Ace Maddox announced that Flying Tigers: Shadows Over China has officially launched on Steam in 13 different languages, covering all the basic ones and even a few of the ones that come from countries with a GDP so low that it makes you wonder why they would even get games ported to their region in the first place.
Anyway, Flying Tigers is a historical flight simulator based on the secret missions of American pilots and their campaign in Southeast Asia during World War II.
Flying Tigers originally made its debut through Steam Early Access in order for Ace to fix up the title and bring it up to par for a final release.
The game sports both single and multiplayer gameplay options, and offers players a visually striking take on a rarely depicted segment of the World War II aerial efforts. Players will have more than 20 different planes to fly across both Allied and Japanese aeronautics, along with missions from a campaign mode that spans the American Volunteer Group operations, bombing runs, gunner missions, reconnaissance, torpedo strikes and night missions.
You can get a glimpse at how the game plays out and what some of the dogfighting combat looks like with the launch trailer below.
They also launched a Digital Deluxe Edition of the game, which comes with the Paradise Island DLC and includes the Phi Phi Islands dogfight campaign and a multiplayer map that can be played with up to 16 players in PvP combat. The DLC also comes with the Japanese A6M2-N “Rufe” and the US Navy SC-1 “Seahawk”, along with the original soundtrack that was composed for Flying Tigers.
One big thing they keep repeating throughout the promotion of the game is that it’s a pay-once-to-own game.
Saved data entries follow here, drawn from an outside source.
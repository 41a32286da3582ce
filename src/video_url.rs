use std::fmt;
use std::sync::LazyLock;

use log::warn;
use regex::Regex;
use serde::Serialize;
use url::Url;

/// Hosts a submitted URL may point at
pub const ALLOWED_HOSTS: &[&str] = &[
    "youtube.com",
    "www.youtube.com",
    "youtu.be",
    "m.youtube.com",
    "www.youtube-nocookie.com",
];

/// Video identifier pulled out of a recognized YouTube URL.
///
/// Eleven characters for every known URL shape; the dash fallback passes through
/// whatever follows the dash, so its length is not guaranteed.
#[derive(Debug, Clone, PartialEq, Eq, Hash, Serialize)]
#[serde(transparent)]
pub struct VideoId(String);

impl VideoId {
    pub fn as_str(&self) -> &str {
        &self.0
    }
}

impl fmt::Display for VideoId {
    fn fmt(&self, f: &mut fmt::Formatter<'_>) -> fmt::Result {
        f.write_str(&self.0)
    }
}

/// Why a URL was rejected
#[derive(Debug, Clone, Copy, PartialEq, Eq)]
pub enum InvalidReason {
    NotAUrl,
    DomainNotAllowed,
    NoVideoId,
}

impl fmt::Display for InvalidReason {
    fn fmt(&self, f: &mut fmt::Formatter<'_>) -> fmt::Result {
        match self {
            InvalidReason::NotAUrl => write!(f, "Not a valid URL"),
            InvalidReason::DomainNotAllowed => write!(f, "Domain is not valid"),
            InvalidReason::NoVideoId => write!(f, "No valid videoId"),
        }
    }
}

/// Outcome of [`validate`]
#[derive(Debug, Clone, Copy, PartialEq, Eq)]
pub enum Validation {
    Valid,
    Invalid(InvalidReason),
}

impl Validation {
    pub fn is_valid(&self) -> bool {
        matches!(self, Validation::Valid)
    }

    pub fn reason(&self) -> Option<InvalidReason> {
        match self {
            Validation::Valid => None,
            Validation::Invalid(reason) => Some(*reason),
        }
    }
}

/// Known URL shapes that carry a video id, in match priority order
#[derive(Debug, Clone, Copy, PartialEq, Eq)]
pub enum UrlShape {
    Watch,
    Embed,
    LegacyEmbed,
    Short,
    Shorts,
    Live,
    WatchPath,
    Attribution,
    NoCookieEmbed,
    LetterEmbed,
    WatchExtraParams,
}

const PREFIX: &str = r"(?:https?://)?(?:www\.|m\.)?";
const ID: &str = r"([A-Za-z0-9_-]{11})";

static SHAPES: LazyLock<Vec<(UrlShape, Regex)>> = LazyLock::new(|| {
    let table = [
        (UrlShape::Watch, format!(r"{PREFIX}youtube\.com/watch\?v={ID}")),
        (UrlShape::Embed, format!(r"{PREFIX}youtube\.com/embed/{ID}")),
        (UrlShape::LegacyEmbed, format!(r"{PREFIX}youtube\.com/v/{ID}")),
        (UrlShape::Short, format!(r"(?:https?://)?youtu\.be/{ID}")),
        (UrlShape::Shorts, format!(r"{PREFIX}youtube\.com/shorts/{ID}")),
        (UrlShape::Live, format!(r"{PREFIX}youtube\.com/live/{ID}")),
        (UrlShape::WatchPath, format!(r"{PREFIX}youtube\.com/watch/{ID}")),
        (
            UrlShape::Attribution,
            format!(r"{PREFIX}youtube\.com/attribution_link\?.*v%3D{ID}"),
        ),
        (
            UrlShape::NoCookieEmbed,
            format!(r"{PREFIX}youtube-nocookie\.com/embed/{ID}"),
        ),
        (UrlShape::LetterEmbed, format!(r"{PREFIX}youtube\.com/e/{ID}")),
        (
            UrlShape::WatchExtraParams,
            format!(r"{PREFIX}youtube\.com/watch\?.*v={ID}"),
        ),
    ];

    table
        .into_iter()
        .map(|(shape, pattern)| (shape, Regex::new(&pattern).expect("url shape pattern compiles")))
        .collect()
});

static DASH_FALLBACK: LazyLock<Regex> = LazyLock::new(|| {
    Regex::new(&format!(r"{PREFIX}youtube\.com/watch/-([A-Za-z0-9_-]+)")).expect("dash fallback pattern compiles")
});

/// Check that `raw` is a URL on an allowed host that carries a video id
pub fn validate(raw: &str) -> Validation {
    let Ok(url) = Url::parse(raw) else {
        return Validation::Invalid(InvalidReason::NotAUrl);
    };

    let host_allowed = url.host_str().is_some_and(|host| ALLOWED_HOSTS.contains(&host));
    if !host_allowed {
        return Validation::Invalid(InvalidReason::DomainNotAllowed);
    }

    match extract_video_id(raw) {
        Some(_) => Validation::Valid,
        None => Validation::Invalid(InvalidReason::NoVideoId),
    }
}

/// Find which shape matches `raw` and the id it carries
pub fn match_shape(raw: &str) -> Option<(UrlShape, VideoId)> {
    SHAPES.iter().find_map(|(shape, re)| {
        re.captures(raw)
            .and_then(|caps| caps.get(1))
            .map(|m| (*shape, VideoId(m.as_str().to_string())))
    })
}

/// Extract the video id from any of the known URL shapes.
///
/// Falls back to `/watch/-<id>` links, which yield everything after the dash.
pub fn extract_video_id(raw: &str) -> Option<VideoId> {
    if let Some((_, id)) = match_shape(raw) {
        return Some(id);
    }

    let caps = DASH_FALLBACK.captures(raw)?;
    let id = caps.get(1)?.as_str();
    warn!("Extracted dash-prefixed video id {id:?} from {raw:?}; the leading dash was dropped");
    Some(VideoId(id.to_string()))
}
There are no free-to-play style microtransactions, and I can only assume this means that there’s no in-game cash shop.
They also make it known that this is one of the few games that focuses on the far South Pacific China-Burma missions from World War II that were rarely covered in other games.
Feedback on the title is mostly positive from a gameplay and performance point of view. There are some negative reviews sprinkled throughout about the game not properly holding frames or some issues causing frame-drops down into the 20fps territory, but those are far and few between. Definitely look over the system specs before diving in if you do choose to pick up a copy of Flying Tigers.
The game is available right now on the Steam store for $14.99, but you can get it at a 10% discount during the first week of availability for only $11.99.